* [What is expected] Using the entries that follow, write out the line containing "if value != 0", the line containing "let stdin = io::stdin();", and every line between them, exactly and nothing else.
-=-=-
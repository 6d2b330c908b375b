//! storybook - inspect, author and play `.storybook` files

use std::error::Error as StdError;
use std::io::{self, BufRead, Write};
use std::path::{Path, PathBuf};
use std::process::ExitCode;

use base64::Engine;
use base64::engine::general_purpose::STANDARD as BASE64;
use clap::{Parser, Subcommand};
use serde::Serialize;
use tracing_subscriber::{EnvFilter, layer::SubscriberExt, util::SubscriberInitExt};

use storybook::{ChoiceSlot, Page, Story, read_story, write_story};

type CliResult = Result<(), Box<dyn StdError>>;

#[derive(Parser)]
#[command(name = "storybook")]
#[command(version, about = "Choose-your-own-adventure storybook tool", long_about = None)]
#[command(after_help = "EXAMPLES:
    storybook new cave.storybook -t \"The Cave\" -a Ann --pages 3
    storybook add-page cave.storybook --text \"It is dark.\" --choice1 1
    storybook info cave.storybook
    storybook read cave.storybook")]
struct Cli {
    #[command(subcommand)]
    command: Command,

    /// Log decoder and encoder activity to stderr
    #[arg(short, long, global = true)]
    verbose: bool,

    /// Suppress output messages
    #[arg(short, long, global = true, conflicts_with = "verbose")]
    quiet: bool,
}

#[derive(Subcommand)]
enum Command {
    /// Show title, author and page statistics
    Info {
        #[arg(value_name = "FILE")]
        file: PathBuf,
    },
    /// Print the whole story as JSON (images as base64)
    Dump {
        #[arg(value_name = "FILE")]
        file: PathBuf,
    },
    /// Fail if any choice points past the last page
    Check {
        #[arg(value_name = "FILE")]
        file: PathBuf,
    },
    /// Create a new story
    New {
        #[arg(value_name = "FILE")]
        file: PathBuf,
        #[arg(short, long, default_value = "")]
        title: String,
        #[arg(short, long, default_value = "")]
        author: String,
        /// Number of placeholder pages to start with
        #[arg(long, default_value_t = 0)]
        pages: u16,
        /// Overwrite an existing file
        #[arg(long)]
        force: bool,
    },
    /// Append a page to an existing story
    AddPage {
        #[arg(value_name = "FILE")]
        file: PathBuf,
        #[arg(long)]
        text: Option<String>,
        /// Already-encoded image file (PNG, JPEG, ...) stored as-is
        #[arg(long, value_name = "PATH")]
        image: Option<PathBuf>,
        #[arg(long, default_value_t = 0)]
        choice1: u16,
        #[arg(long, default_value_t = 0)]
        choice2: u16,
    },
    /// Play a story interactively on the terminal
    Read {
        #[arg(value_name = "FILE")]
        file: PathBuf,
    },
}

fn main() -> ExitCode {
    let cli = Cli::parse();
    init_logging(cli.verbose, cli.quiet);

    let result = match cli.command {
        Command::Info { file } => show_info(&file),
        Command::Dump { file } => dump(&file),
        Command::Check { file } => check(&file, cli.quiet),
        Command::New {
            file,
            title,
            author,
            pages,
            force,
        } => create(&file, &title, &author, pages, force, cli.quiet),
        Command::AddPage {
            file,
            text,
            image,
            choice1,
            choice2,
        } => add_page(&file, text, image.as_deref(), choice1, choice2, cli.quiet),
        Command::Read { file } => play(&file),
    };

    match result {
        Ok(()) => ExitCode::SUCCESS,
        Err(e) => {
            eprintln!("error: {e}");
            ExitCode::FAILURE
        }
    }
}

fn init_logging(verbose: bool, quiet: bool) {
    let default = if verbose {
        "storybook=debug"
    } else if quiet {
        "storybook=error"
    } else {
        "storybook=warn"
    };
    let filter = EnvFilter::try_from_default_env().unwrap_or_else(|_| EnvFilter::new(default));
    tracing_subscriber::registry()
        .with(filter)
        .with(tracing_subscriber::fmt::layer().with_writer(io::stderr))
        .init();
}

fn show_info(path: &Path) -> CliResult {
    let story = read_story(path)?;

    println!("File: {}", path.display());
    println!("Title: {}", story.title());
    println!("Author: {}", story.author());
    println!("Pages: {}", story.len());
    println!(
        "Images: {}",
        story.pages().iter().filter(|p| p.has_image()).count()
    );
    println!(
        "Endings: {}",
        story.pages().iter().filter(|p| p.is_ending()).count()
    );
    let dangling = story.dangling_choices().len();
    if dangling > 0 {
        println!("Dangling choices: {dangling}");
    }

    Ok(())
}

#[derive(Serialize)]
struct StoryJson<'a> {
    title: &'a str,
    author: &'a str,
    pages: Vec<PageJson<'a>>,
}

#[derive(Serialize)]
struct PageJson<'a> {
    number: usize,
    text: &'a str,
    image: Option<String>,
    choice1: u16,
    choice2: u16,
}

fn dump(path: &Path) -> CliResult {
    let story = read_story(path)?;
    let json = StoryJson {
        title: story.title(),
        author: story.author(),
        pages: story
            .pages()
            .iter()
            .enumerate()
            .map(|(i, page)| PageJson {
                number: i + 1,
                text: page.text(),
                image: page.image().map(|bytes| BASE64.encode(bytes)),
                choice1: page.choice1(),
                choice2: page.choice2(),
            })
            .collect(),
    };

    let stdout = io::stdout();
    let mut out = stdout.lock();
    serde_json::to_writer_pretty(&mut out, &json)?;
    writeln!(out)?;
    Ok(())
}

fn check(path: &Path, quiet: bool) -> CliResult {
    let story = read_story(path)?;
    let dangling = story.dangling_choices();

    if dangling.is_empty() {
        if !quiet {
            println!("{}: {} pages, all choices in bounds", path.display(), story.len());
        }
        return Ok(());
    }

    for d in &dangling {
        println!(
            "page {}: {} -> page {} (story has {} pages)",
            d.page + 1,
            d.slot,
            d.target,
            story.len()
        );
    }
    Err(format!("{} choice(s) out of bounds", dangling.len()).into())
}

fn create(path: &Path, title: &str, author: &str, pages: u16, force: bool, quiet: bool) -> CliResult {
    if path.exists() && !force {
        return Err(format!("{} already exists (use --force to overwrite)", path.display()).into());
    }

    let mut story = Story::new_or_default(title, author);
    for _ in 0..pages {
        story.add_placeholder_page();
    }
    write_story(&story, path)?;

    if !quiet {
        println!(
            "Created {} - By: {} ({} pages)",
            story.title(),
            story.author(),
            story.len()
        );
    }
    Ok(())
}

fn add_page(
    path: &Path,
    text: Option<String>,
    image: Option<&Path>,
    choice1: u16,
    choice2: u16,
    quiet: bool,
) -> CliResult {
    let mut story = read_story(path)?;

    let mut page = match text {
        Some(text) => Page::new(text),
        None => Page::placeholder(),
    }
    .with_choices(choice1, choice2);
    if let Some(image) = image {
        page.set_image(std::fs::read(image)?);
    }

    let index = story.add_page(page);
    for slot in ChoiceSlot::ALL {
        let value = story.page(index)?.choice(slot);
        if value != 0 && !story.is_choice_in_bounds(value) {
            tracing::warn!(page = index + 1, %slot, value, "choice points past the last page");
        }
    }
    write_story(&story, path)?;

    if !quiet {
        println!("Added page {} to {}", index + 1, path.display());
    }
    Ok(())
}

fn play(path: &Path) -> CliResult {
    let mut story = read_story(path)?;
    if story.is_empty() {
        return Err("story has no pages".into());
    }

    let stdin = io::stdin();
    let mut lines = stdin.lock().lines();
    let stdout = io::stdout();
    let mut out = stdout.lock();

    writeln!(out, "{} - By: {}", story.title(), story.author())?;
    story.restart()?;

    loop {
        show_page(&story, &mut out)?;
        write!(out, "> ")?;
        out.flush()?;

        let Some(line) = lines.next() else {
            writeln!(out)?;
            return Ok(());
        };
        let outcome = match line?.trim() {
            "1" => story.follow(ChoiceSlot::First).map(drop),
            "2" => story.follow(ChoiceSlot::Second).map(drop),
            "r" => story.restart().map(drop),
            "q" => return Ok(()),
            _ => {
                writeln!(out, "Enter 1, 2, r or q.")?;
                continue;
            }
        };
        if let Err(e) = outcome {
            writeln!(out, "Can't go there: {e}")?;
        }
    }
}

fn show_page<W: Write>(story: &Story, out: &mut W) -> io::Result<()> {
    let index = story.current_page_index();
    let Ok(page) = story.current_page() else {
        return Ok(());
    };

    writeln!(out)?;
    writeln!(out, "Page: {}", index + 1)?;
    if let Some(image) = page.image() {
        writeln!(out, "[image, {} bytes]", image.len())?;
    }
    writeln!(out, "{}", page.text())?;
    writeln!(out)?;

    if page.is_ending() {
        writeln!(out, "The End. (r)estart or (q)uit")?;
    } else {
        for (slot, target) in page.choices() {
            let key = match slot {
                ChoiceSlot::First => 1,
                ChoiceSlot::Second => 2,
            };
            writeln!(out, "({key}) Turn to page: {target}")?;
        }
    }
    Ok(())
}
-=-=-
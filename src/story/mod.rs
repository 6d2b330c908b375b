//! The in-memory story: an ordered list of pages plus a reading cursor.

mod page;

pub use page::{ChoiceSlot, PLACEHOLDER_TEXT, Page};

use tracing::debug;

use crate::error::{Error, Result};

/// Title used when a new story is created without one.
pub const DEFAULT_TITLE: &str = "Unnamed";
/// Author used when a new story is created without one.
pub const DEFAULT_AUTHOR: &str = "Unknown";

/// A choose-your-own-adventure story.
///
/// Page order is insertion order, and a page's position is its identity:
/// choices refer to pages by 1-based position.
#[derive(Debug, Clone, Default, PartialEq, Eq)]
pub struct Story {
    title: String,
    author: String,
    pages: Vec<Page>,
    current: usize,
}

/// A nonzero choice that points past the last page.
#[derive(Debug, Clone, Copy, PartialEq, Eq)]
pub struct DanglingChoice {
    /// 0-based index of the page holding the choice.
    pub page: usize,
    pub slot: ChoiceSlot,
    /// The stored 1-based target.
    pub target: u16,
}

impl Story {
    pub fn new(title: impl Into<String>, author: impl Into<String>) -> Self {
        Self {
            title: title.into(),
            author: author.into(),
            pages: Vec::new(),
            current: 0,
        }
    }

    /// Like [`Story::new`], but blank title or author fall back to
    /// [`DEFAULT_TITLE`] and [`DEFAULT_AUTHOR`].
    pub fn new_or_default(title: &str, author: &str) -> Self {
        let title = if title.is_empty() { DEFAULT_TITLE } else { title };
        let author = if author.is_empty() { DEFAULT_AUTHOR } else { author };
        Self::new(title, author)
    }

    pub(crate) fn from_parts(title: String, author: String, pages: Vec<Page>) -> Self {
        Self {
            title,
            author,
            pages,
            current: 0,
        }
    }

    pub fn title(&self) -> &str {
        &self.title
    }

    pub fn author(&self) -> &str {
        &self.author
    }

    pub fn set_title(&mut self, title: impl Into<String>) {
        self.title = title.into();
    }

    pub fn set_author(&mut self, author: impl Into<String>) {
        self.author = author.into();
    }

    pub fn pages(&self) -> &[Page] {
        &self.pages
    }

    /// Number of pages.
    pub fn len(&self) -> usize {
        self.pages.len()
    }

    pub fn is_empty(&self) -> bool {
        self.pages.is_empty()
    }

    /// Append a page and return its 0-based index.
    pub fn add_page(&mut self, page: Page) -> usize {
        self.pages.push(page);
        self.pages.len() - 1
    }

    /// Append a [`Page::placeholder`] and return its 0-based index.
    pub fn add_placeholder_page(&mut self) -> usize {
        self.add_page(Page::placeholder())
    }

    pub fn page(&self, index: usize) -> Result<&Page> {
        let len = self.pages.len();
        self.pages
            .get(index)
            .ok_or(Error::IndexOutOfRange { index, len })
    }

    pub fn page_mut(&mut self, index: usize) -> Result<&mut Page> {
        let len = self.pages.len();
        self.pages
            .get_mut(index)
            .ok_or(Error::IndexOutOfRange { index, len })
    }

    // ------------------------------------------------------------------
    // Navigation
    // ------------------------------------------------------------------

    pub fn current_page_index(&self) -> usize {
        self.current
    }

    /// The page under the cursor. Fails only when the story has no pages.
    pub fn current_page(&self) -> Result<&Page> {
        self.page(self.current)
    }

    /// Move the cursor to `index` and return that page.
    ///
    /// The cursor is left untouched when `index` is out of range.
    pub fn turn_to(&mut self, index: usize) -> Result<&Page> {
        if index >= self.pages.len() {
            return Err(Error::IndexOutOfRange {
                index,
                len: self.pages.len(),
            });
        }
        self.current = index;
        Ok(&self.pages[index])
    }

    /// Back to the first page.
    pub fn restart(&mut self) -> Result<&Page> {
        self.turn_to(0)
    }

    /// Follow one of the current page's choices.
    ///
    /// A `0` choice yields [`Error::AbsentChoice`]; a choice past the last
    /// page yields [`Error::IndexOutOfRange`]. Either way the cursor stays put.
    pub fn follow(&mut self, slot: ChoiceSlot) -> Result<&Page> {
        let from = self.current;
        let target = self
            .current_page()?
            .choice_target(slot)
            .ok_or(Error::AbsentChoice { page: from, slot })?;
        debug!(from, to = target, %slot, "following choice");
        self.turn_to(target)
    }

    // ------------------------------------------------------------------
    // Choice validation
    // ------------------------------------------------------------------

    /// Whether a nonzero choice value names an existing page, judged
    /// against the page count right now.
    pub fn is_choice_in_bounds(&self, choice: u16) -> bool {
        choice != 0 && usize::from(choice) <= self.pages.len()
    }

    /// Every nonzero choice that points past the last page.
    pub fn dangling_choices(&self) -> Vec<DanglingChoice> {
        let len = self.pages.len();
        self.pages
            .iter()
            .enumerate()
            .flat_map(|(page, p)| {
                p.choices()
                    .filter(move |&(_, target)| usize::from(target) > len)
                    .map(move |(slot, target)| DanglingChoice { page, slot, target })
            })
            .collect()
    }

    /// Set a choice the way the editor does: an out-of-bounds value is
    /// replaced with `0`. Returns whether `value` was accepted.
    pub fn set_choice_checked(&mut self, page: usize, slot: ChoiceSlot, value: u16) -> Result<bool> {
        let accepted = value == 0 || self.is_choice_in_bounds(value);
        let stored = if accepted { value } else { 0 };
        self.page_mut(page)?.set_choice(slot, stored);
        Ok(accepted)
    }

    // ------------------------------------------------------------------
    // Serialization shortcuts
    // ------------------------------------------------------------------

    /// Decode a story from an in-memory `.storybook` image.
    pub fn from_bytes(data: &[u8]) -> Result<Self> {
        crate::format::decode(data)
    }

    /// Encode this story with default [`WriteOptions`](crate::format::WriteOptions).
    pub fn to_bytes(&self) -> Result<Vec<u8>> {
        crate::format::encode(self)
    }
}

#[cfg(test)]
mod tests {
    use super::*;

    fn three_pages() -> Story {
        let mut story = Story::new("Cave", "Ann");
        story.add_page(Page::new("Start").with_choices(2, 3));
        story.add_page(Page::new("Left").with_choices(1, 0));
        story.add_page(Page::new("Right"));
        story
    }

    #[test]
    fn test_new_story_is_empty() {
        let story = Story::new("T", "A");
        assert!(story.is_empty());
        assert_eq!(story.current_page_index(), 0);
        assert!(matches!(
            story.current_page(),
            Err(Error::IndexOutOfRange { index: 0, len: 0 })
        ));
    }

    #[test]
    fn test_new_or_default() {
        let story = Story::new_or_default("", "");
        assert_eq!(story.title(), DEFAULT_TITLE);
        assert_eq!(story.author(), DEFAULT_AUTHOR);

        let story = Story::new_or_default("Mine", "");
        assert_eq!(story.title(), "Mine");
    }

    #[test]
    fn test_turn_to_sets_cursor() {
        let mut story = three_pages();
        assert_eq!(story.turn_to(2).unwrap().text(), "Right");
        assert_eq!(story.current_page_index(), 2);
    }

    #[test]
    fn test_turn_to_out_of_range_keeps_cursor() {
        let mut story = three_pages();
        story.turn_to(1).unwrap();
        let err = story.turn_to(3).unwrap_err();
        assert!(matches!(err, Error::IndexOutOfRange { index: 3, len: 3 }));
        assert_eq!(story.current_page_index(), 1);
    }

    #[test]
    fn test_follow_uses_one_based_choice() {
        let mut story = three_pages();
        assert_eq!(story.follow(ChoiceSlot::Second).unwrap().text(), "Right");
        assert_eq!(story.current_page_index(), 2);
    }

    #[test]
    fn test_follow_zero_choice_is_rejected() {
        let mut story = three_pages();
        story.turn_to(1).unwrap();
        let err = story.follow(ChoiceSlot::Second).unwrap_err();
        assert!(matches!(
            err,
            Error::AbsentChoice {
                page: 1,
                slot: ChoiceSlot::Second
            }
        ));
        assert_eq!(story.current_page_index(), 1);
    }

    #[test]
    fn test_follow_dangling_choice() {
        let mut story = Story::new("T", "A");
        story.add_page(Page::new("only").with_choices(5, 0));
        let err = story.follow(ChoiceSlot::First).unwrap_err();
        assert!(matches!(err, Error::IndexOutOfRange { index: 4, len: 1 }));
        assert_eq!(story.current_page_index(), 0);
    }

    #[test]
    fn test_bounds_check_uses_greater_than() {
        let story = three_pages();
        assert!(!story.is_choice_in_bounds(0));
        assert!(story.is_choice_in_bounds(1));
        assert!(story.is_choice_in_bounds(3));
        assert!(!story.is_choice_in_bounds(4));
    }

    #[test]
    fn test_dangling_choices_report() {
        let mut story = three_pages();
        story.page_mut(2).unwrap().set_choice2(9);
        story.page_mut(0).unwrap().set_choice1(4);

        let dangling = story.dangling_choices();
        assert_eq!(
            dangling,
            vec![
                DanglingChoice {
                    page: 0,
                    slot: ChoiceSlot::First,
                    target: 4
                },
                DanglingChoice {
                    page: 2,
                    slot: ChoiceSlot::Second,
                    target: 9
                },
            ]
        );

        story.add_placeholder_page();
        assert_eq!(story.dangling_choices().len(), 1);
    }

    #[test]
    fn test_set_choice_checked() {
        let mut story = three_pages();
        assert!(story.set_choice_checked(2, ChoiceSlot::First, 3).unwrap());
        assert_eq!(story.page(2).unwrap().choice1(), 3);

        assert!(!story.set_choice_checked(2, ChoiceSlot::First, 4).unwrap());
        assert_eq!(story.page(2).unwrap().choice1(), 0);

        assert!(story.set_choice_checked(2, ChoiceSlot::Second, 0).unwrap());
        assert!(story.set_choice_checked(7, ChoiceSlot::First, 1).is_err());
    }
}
-=-=-
* [Written answer]
        if value != 0 && !story.is_choice_in_bounds(value) {
            tracing::warn!(page = index + 1, %slot, value, "choice points past the last page");
        }
    }
    write_story(&story, path)?;

    if !quiet {
        println!("Added page {} to {}", index + 1, path.display());
    }
    Ok(())
}

fn play(path: &Path) -> CliResult {
    let mut story = read_story(path)?;
    if story.is_empty() {
        return Err("story has no pages".into());
    }

    let stdin = io::stdin();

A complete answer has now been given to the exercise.